The Oklahoma Food Cooperative was born when I decided, three years ago, to buy as much food for my household as I could from Oklahoma farmers.

Robert Waldrop
Robert Waldrop
Photo: Hal Cantwell, Oklahoma Sustainability Network

I grew up on a farm in Tillman County. When we needed meat, my father would take a steer to the “ice plant” where it would be cut and processed for us. Every spring my grandfather would plant black-eyed peas. Anybody who wanted black-eyed peas could just go out and pick some. Those are the types of relationships that used to unite rural and urban Oklahomans together in one great web of life.

As I found local food sources, I started a website, www.oklahomafood.org, to share these experiences. I began writing about this on the internet and giving speeches. This led to community meetings throughout the state which brought together a group of people whose goal was to create a cooperative business that is socially just, environmentally sustainable, and economically viable.

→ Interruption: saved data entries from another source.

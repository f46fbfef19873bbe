//! Best-effort share with clipboard fallback.
//!
//! The platform integration is external; this module only orders the
//! attempts and absorbs failures. A total failure surfaces nothing.

use std::time::Duration;

use serde::Serialize;

use keepsake_core::share::SharePlatform;

/// How long the "link copied" indicator stays visible.
pub const COPY_INDICATOR_DURATION: Duration = Duration::from_secs(2);

/// What the share attempt amounted to.
#[derive(Debug, Clone, Copy, PartialEq, Eq, Serialize)]
pub enum ShareOutcome {
    /// The platform's native share action completed.
    Shared,
    /// Native share was unavailable; the link went to the clipboard.
    Copied,
    /// Neither action worked. Degrades silently.
    Unavailable,
}

/// Tries the native share action, falling back to a clipboard copy.
pub async fn share_with_fallback(platform: &dyn SharePlatform, url: &str) -> ShareOutcome {
    match platform.share(url).await {
        Ok(()) => ShareOutcome::Shared,
        Err(share_error) => match platform.copy(url).await {
            Ok(()) => {
                tracing::debug!(%share_error, "native share failed; link copied instead");
                ShareOutcome::Copied
            }
            Err(copy_error) => {
                tracing::debug!(%share_error, %copy_error, "share and copy both failed");
                ShareOutcome::Unavailable
            }
        },
    }
}

#[cfg(test)]
mod tests {
    use super::*;
    use keepsake_test_support::StubSharePlatform;

    const URL: &str = "https://keepsake.example/our-story";

    #[tokio::test]
    async fn test_native_share_wins_when_available() {
        let platform = StubSharePlatform::sharing();

        let outcome = share_with_fallback(&platform, URL).await;

        assert_eq!(outcome, ShareOutcome::Shared);
        assert_eq!(platform.calls(), vec![("share", URL.to_owned())]);
    }

    #[tokio::test]
    async fn test_copy_fallback_when_share_unavailable() {
        let platform = StubSharePlatform::copy_only();

        let outcome = share_with_fallback(&platform, URL).await;

        assert_eq!(outcome, ShareOutcome::Copied);
        assert_eq!(
            platform.calls(),
            vec![("share", URL.to_owned()), ("copy", URL.to_owned())]
        );
    }

    #[tokio::test]
    async fn test_total_failure_degrades_silently() {
        let platform = StubSharePlatform::broken();

        let outcome = share_with_fallback(&platform, URL).await;

        assert_eq!(outcome, ShareOutcome::Unavailable);
    }
}
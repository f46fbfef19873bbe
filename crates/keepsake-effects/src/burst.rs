//! Two-origin celebration burst.
//!
//! Triggered from the proposal screen's terminal choice. Frames are emitted
//! on an animation-frame cadence from both viewport edges until a fixed
//! deadline, then the task ends on its own. Overlapping triggers are
//! additive: each runs as an independent task to its own deadline.

use std::time::Duration;

use serde::Serialize;
use tokio::sync::mpsc;
use tokio::task::JoinHandle;

use keepsake_core::rng::{RandomSource, SharedRandom};

/// Animation-frame cadence for burst emission.
pub const FRAME_PERIOD: Duration = Duration::from_millis(16);

/// Burst duration for the plain affirmative.
pub const PLAIN_DURATION: Duration = Duration::from_secs(2);

/// Burst duration for the amplified affirmative.
pub const AMPLIFIED_DURATION: Duration = Duration::from_secs(5);

/// Particles emitted from each origin per frame.
pub const PARTICLES_PER_ORIGIN: usize = 3;

/// Angular spread around each origin's divergent angle, in degrees.
pub const SPREAD_DEGREES: f64 = 55.0;

/// The fixed burst palette.
pub const PALETTE: [&str; 3] = ["#f472b6", "#fbcfe8", "#ffffff"];

/// The two symmetric burst origins.
#[derive(Debug, Clone, Copy, PartialEq, Eq, Serialize)]
pub enum BurstOrigin {
    /// The left viewport edge, firing at 60°.
    Left,
    /// The right viewport edge, firing at 120°.
    Right,
}

impl BurstOrigin {
    /// Returns this origin's divergent launch angle, in degrees.
    #[must_use]
    pub fn angle_degrees(self) -> f64 {
        match self {
            Self::Left => 60.0,
            Self::Right => 120.0,
        }
    }
}

/// One ephemeral burst particle. Never retained — rendered and discarded
/// within its frame.
#[derive(Debug, Clone, Serialize)]
pub struct BurstParticle {
    /// The edge this particle launches from.
    pub origin: BurstOrigin,
    /// Launch angle in degrees.
    pub angle_degrees: f64,
    /// Angular spread in degrees.
    pub spread_degrees: f64,
    /// Palette color.
    pub color: &'static str,
}

/// All particles emitted in one animation frame.
pub type BurstFrame = Vec<BurstParticle>;

/// A burst's fixed emission schedule.
#[derive(Debug, Clone, Copy)]
pub struct BurstPlan {
    duration: Duration,
}

impl BurstPlan {
    /// Returns the plan for a terminal choice: amplified choices celebrate
    /// longer.
    #[must_use]
    pub fn for_choice(amplified: bool) -> Self {
        Self {
            duration: if amplified {
                AMPLIFIED_DURATION
            } else {
                PLAIN_DURATION
            },
        }
    }

    /// Returns the total emission duration.
    #[must_use]
    pub fn duration(self) -> Duration {
        self.duration
    }

    /// Produces one frame: [`PARTICLES_PER_ORIGIN`] particles from each
    /// edge, colors drawn independently from the palette.
    pub fn frame(self, rng: &mut dyn RandomSource) -> BurstFrame {
        let mut particles = Vec::with_capacity(PARTICLES_PER_ORIGIN * 2);
        for origin in [BurstOrigin::Left, BurstOrigin::Right] {
            for _ in 0..PARTICLES_PER_ORIGIN {
                particles.push(BurstParticle {
                    origin,
                    angle_degrees: origin.angle_degrees(),
                    spread_degrees: SPREAD_DEGREES,
                    color: PALETTE[rng.pick_index(PALETTE.len())],
                });
            }
        }
        particles
    }
}

/// Spawns an independent burst task emitting frames until the deadline.
///
/// The task holds no state after completion and there is no external
/// cancellation — expiry is the only way it stops. It also ends early if
/// the frame receiver is gone.
pub fn spawn_burst(
    plan: BurstPlan,
    rng: SharedRandom,
    frames: mpsc::UnboundedSender<BurstFrame>,
) -> JoinHandle<()> {
    tokio::spawn(async move {
        let deadline = tokio::time::Instant::now() + plan.duration();
        let mut ticker = tokio::time::interval(FRAME_PERIOD);
        loop {
            ticker.tick().await;
            if tokio::time::Instant::now() >= deadline {
                break;
            }
            let frame = {
                let mut rng = rng.lock().expect("random source lock poisoned");
                plan.frame(&mut *rng)
            };
            if frames.send(frame).is_err() {
                break;
            }
        }
        tracing::debug!(duration_ms = plan.duration().as_millis(), "burst completed");
    })
}

#[cfg(test)]
mod tests {
    use super::*;
    use std::sync::{Arc, Mutex};

    use keepsake_core::rng::EntropySource;
    use keepsake_test_support::{ConstantRandom, ScriptedRandom};

    #[test]
    fn test_amplified_burst_outlasts_plain_burst() {
        let plain = BurstPlan::for_choice(false);
        let amplified = BurstPlan::for_choice(true);

        assert_eq!(plain.duration(), PLAIN_DURATION);
        assert_eq!(amplified.duration(), AMPLIFIED_DURATION);
        assert!(amplified.duration() > plain.duration());
    }

    #[test]
    fn test_frame_emits_three_particles_per_edge() {
        let mut rng = ConstantRandom::default();

        let frame = BurstPlan::for_choice(false).frame(&mut rng);

        assert_eq!(frame.len(), PARTICLES_PER_ORIGIN * 2);
        let left = frame.iter().filter(|p| p.origin == BurstOrigin::Left);
        let right = frame.iter().filter(|p| p.origin == BurstOrigin::Right);
        assert_eq!(left.count(), PARTICLES_PER_ORIGIN);
        assert_eq!(right.count(), PARTICLES_PER_ORIGIN);
    }

    #[test]
    fn test_frame_angles_diverge_symmetrically() {
        let mut rng = ConstantRandom::default();

        let frame = BurstPlan::for_choice(true).frame(&mut rng);

        for particle in &frame {
            let expected = match particle.origin {
                BurstOrigin::Left => 60.0,
                BurstOrigin::Right => 120.0,
            };
            assert!((particle.angle_degrees - expected).abs() < f64::EPSILON);
            assert!((particle.spread_degrees - SPREAD_DEGREES).abs() < f64::EPSILON);
        }
    }

    #[test]
    fn test_frame_colors_come_from_the_palette() {
        let mut rng = EntropySource::seeded(21);

        for _ in 0..100 {
            for particle in BurstPlan::for_choice(false).frame(&mut rng) {
                assert!(PALETTE.contains(&particle.color));
            }
        }
    }

    #[test]
    fn test_frame_color_draws_follow_the_random_source() {
        let mut rng = ScriptedRandom::with_indexes(vec![0, 1, 2, 2, 1, 0]);

        let frame = BurstPlan::for_choice(false).frame(&mut rng);

        let colors: Vec<&str> = frame.iter().map(|p| p.color).collect();
        assert_eq!(
            colors,
            vec![PALETTE[0], PALETTE[1], PALETTE[2], PALETTE[2], PALETTE[1], PALETTE[0]]
        );
    }

    #[tokio::test(start_paused = true)]
    async fn test_burst_self_terminates_at_deadline() {
        let rng: SharedRandom = Arc::new(Mutex::new(ConstantRandom::default()));
        let (tx, mut rx) = mpsc::unbounded_channel();

        let task = spawn_burst(BurstPlan::for_choice(false), rng, tx);
        tokio::time::sleep(PLAIN_DURATION + Duration::from_millis(100)).await;

        assert!(task.is_finished());
        let mut frames = 0;
        while rx.try_recv().is_ok() {
            frames += 1;
        }
        assert!(frames > 0);
    }

    #[tokio::test(start_paused = true)]
    async fn test_amplified_burst_emits_more_frames() {
        let count_frames = |amplified: bool| async move {
            let rng: SharedRandom = Arc::new(Mutex::new(ConstantRandom::default()));
            let (tx, mut rx) = mpsc::unbounded_channel();
            let task = spawn_burst(BurstPlan::for_choice(amplified), rng, tx);
            tokio::time::sleep(AMPLIFIED_DURATION + Duration::from_millis(100)).await;
            assert!(task.is_finished());
            let mut frames = 0;
            while rx.try_recv().is_ok() {
                frames += 1;
            }
            frames
        };

        let plain = count_frames(false).await;
        let amplified = count_frames(true).await;

        assert!(amplified > plain, "amplified {amplified} <= plain {plain}");
    }

    #[tokio::test(start_paused = true)]
    async fn test_overlapping_bursts_are_additive() {
        let rng: SharedRandom = Arc::new(Mutex::new(ConstantRandom::default()));
        let (tx, mut rx) = mpsc::unbounded_channel();

        let first = spawn_burst(BurstPlan::for_choice(false), Arc::clone(&rng), tx.clone());
        let second = spawn_burst(BurstPlan::for_choice(true), rng, tx);
        tokio::time::sleep(AMPLIFIED_DURATION + Duration::from_millis(100)).await;

        assert!(first.is_finished());
        assert!(second.is_finished());

        let mut frames: u128 = 0;
        while rx.try_recv().is_ok() {
            frames += 1;
        }
        // Both bursts ran to completion concurrently: strictly more frames
        // than the amplified burst alone could produce.
        let amplified_alone = AMPLIFIED_DURATION.as_millis() / FRAME_PERIOD.as_millis();
        assert!(frames > amplified_alone, "{frames} <= {amplified_alone}");
    }
}
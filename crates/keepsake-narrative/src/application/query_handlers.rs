//! Query handlers for the Narrative Progression context.

use serde::Serialize;

use keepsake_core::aggregate::AggregateRoot;

use crate::domain::aggregates::StoryProgress;
use crate::domain::events::ProposalOutcome;
use crate::domain::screen::Screen;

/// Read-only view of the story progression.
#[derive(Debug, Clone, Serialize)]
pub struct StoryProgressView {
    /// The screen currently presented.
    pub screen: Screen,
    /// Index of the most recently revealed affirmation, if any.
    pub reveal_index: Option<usize>,
    /// The proposal outcome.
    pub outcome: ProposalOutcome,
    /// Current version (event count).
    pub version: i64,
}

/// Projects the story aggregate into its read-only view.
#[must_use]
pub fn view_progress(story: &StoryProgress) -> StoryProgressView {
    StoryProgressView {
        screen: story.screen(),
        reveal_index: story.reveal_index(),
        outcome: story.outcome(),
        version: story.version(),
    }
}

#[cfg(test)]
mod tests {
    use super::*;
    use keepsake_core::aggregate::AggregateRoot;
    use uuid::Uuid;

    #[test]
    fn test_view_reflects_fresh_story() {
        let story = StoryProgress::new(Uuid::new_v4());

        let view = view_progress(&story);

        assert_eq!(view.screen, Screen::Gate);
        assert!(view.reveal_index.is_none());
        assert_eq!(view.outcome, ProposalOutcome::Pending);
        assert_eq!(view.version, story.version());
    }
}
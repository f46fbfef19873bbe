//! Clock abstraction for determinism.
//!
//! All timestamps in the engine flow through this trait so that tests can
//! substitute a fixed or stepping clock instead of wall time.

use chrono::{DateTime, Utc};

/// Abstraction over system time.
pub trait Clock: Send + Sync {
    /// Returns the current time.
    fn now(&self) -> DateTime<Utc>;

    /// Returns the current time as milliseconds since the Unix epoch.
    ///
    /// Used where a compact, time-derived identifier is needed (floating
    /// particle ids).
    fn now_millis(&self) -> i64 {
        self.now().timestamp_millis()
    }
}

/// Production clock that delegates to the system clock.
#[derive(Debug, Clone, Copy)]
pub struct SystemClock;

impl Clock for SystemClock {
    fn now(&self) -> DateTime<Utc> {
        Utc::now()
    }
}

The Oklahoma Food Cooperative is owned by its members – producers of Oklahoma foods and the customers who want to buy them. The cooperative acts as agent of the producer members as we sell their products to customer members. We act as agent of the customer members as we find products for them to buy, and organize and deliver the orders.

The cooperative stays out of the pricing decisions. Each producer sets his or her own prices, and receives 100% of the revenue from the product sale. The cooperative adds a small charge to each customer invoice to cover our expenses. We have no employees and use borrowed space, so we operate very frugally.

The first week of each month the price list is posted for that month. The second week, we order. On the third Thursday of the month, the producers come to Oklahoma City, and volunteers organize the retail orders. Thus, a producer in Kiowa County can sell to customers in Enid and Muskogee – and a customer in Tahlequah can buy directly from producers in Lawton and Ponca City.

We are therefore the “Amazing Portable Oklahoma Food Cooperative.” Once each month our network comes together to bring products from farmers and local processors all over the state and distribute them to customers. Eventually, we will go to twice a month and then to a weekly schedule. In seven monthly orders, we have sold more than 10,000 items with total gross revenues of nearly $50,000.

We market our business by presenting “All-Oklahoma Food” meals. At one recent event at my church, we served roast prime rib of buffalo from Wichita Buffalo in Hinton, new potatoes, green beans and yellow squash from PDH Farms in Okemah, artisan breads from Springhill Farm in Kiowa County, and then finished it off with Mrs. Chadwick’s pound cakes from Lawton. Nobody complained about the food.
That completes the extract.